Cliff Mumm is a Bechtel senior vice president based in Maryland says, "Bottom line, we're absolutely proud of the work we do."

Bechtel's total bill came to nearly half a billion dollars. Mumm says FEMA approved all expenses.

In 1997, Bolivia privatized the public water system of Cochabamba, Bolivia's 3rd largest city. Bechtel was granted a 40-year concession over the city's water supply. Within weeks of taking over the city’s water, Bechtel’s Bolivian company, Aguas del Tunari, raised rates by more than 50 percent and in many cases much higher.

This was met with fierce public protest. Cochabamba, a city with a population of more than half a million, was shut down by general strikes three times. In an effort to protect the Bechtel contract, the Bolivian government declared a state of martial law, arresting protest leaders, shooting and killing protesters. In April 2000, Bechtel was forced to leave the country and the water company was returned to public ownership.

Bechtel waged a multi million dollar suit against Bolivia. For four years citizen groups on five continents waged a global campaign to pressure Bechtel to drop the case. Protesters closed down Bechtel’s San Francisco’s headquarters twice. Citizen groups from 43 nations petitioned the World Bank to open the case to public participation. The case also earned substantial notoriety in the international media. In January 2006, after four years of global public protest, Bechtel reached agreement with the government of Bolivia. The corporation dropped its case in exchange for a token payment.

A picture emerges of a giant corporation that has little regard for either the people it employs or serves.
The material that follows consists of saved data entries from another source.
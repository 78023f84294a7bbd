use serde::{Deserialize, Serialize};
use td_types::{TradeDirection, TradeRequest};

use crate::common::consts;

/// Every `/UTSAPI.asmx` response wraps its payload in a `d` key.
#[derive(Debug, Deserialize)]
pub struct DResponse<T> {
    pub d: T,
}

#[derive(Debug, Serialize)]
#[serde(rename_all = "camelCase")]
pub struct MarketGroupReq {
    pub super_group_id: i32,
}

#[derive(Debug, Serialize)]
pub struct MarketQuoteReq {
    #[serde(rename = "groupID")]
    pub group_id: i32,
    pub keyword: String,
    pub popular: bool,
    pub portfolio: bool,
    pub search: bool,
}

impl MarketQuoteReq {
    pub fn for_group(group_id: i32) -> Self {
        MarketQuoteReq {
            group_id,
            keyword: String::new(),
            popular: false,
            portfolio: false,
            search: false,
        }
    }
}

#[derive(Debug, Serialize)]
pub struct MarketDetailsReq {
    #[serde(rename = "marketID")]
    pub market_id: i32,
}

/// Body of `RequestTrade` and `RequestTradeSimulate`: fixed order/mode ids
/// for a market order, monetary legs stringified the way the venue expects.
#[derive(Debug, Serialize)]
#[serde(rename_all = "camelCase")]
pub struct TradeReq {
    #[serde(rename = "marketID")]
    pub market_id: i32,
    #[serde(rename = "quoteID")]
    pub quote_id: i32,
    pub price: f64,
    pub stake: String,
    pub trade_type: i32,
    pub trade_mode: bool,
    pub has_closing_order: bool,
    pub is_guaranteed: bool,
    #[serde(rename = "orderModeID")]
    pub order_mode_id: i32,
    #[serde(rename = "orderTypeID")]
    pub order_type_id: i32,
    #[serde(rename = "orderPriceModeID")]
    pub order_price_mode_id: i32,
    pub limit_order_price: String,
    pub stop_order_price: String,
    pub trailing_point: i32,
    #[serde(rename = "closePositionID")]
    pub close_position_id: i32,
    pub is_kaazing_feed: bool,
    pub user_agent: String,
    pub key: String,
}

impl From<&TradeRequest> for TradeReq {
    fn from(request: &TradeRequest) -> Self {
        TradeReq {
            market_id: request.market_id,
            quote_id: request.quote_id,
            price: request.price,
            stake: request.stake.to_string(),
            trade_type: 1,
            trade_mode: request.dir == TradeDirection::Sell,
            has_closing_order: true,
            is_guaranteed: false,
            order_mode_id: 3,
            order_type_id: 2,
            order_price_mode_id: 2,
            limit_order_price: request.limit.to_string(),
            stop_order_price: request.stop.to_string(),
            trailing_point: 0,
            close_position_id: 0,
            is_kaazing_feed: true,
            user_agent: consts::TRADE_USER_AGENT.to_string(),
            key: request.key.clone(),
        }
    }
}

/// `UpdateClientSessionID` result; any non-zero status means the venue has
/// logged the session out.
#[derive(Debug, Deserialize)]
pub struct SessionStatus {
    #[serde(rename = "Status")]
    pub status: i32,
}

/// Body of the chart host's minute endpoint.
#[derive(Debug, Deserialize)]
pub struct ChartData {
    pub data: Vec<String>,
}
Rather these examples establish the character of the company and the willingness of its managers to exploit humans heedlessly in pursuit of the profit and power they covet and displays an amoral intention to profit by any means possible.
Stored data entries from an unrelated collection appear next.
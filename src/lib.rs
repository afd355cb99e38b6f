//! Single-producer video relay
//!
//! Bridges one upstream producer, speaking a small length-prefixed binary
//! protocol over TCP, to any number of HTTP consumers.
//!
//! ```text
//!  producer ──TCP──► FrameDecoder ──┬─► ConfigStore ──────────┐
//!                                   ├─► Fanout ──► queue ×N ──┼─► HTTP (video/h264)
//!                                   └─► LatestFrameCell ──────┴─► HTTP (multipart JPEG)
//! ```
//!
//! The producer is never slowed down by consumers: publishing into a
//! consumer queue is non-blocking, and a consumer whose queue fills up is
//! dropped.
//!
//! # Example
//! ```no_run
//! use frame_relay::{Relay, ServerConfig};
//!
//! # async fn example() -> frame_relay::error::Result<()> {
//! let relay = Relay::bind(ServerConfig::default()).await?;
//! relay.run().await
//! # }
//! ```

pub mod client;
pub mod error;
pub mod fanout;
pub mod http;
pub mod ingest;
pub mod media;
pub mod protocol;
pub mod server;
pub mod state;
pub mod stats;

pub use error::{DecodeError, Error, Result};
pub use fanout::{Fanout, Subscription};
pub use protocol::{Message, WireFormat};
pub use server::{EgressMode, Relay, ServerConfig};
pub use state::{ConfigStore, LatestFrameCell, RelayState};
//! Frame payload transforms
//!
//! Only the transcoding variant touches payload contents; the relay variant
//! forwards them untouched.

pub mod encoder;

pub use encoder::{FrameEncoder, JpegFrameEncoder, PixelFormat};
This negligent behavior was exhibited when in the throes of the Great Depression Bechtel harvested the labor of a broken nation for it's own profit and power.

Bechtel was involved in a joint venture, a contracting corporation named Six Companies. The contract to build the Boulder dam was awarded to Six Companies, Inc. on March 11, 1931.

In addition to the construction of the dam, Six Companies, Inc. was contracted to build a company town for workers and their families. However, construction on the dam, itself, was accelerated and that part of the project siphoned off attention and resources from the construction of Boulder City. Aggressively recruited workers arrived at the site in early 1931, to find the town not built. Instead, the workers, and their families, uprooted by the Depression, desperate for work, were housed in a temporary tent shanty town named Ragtown.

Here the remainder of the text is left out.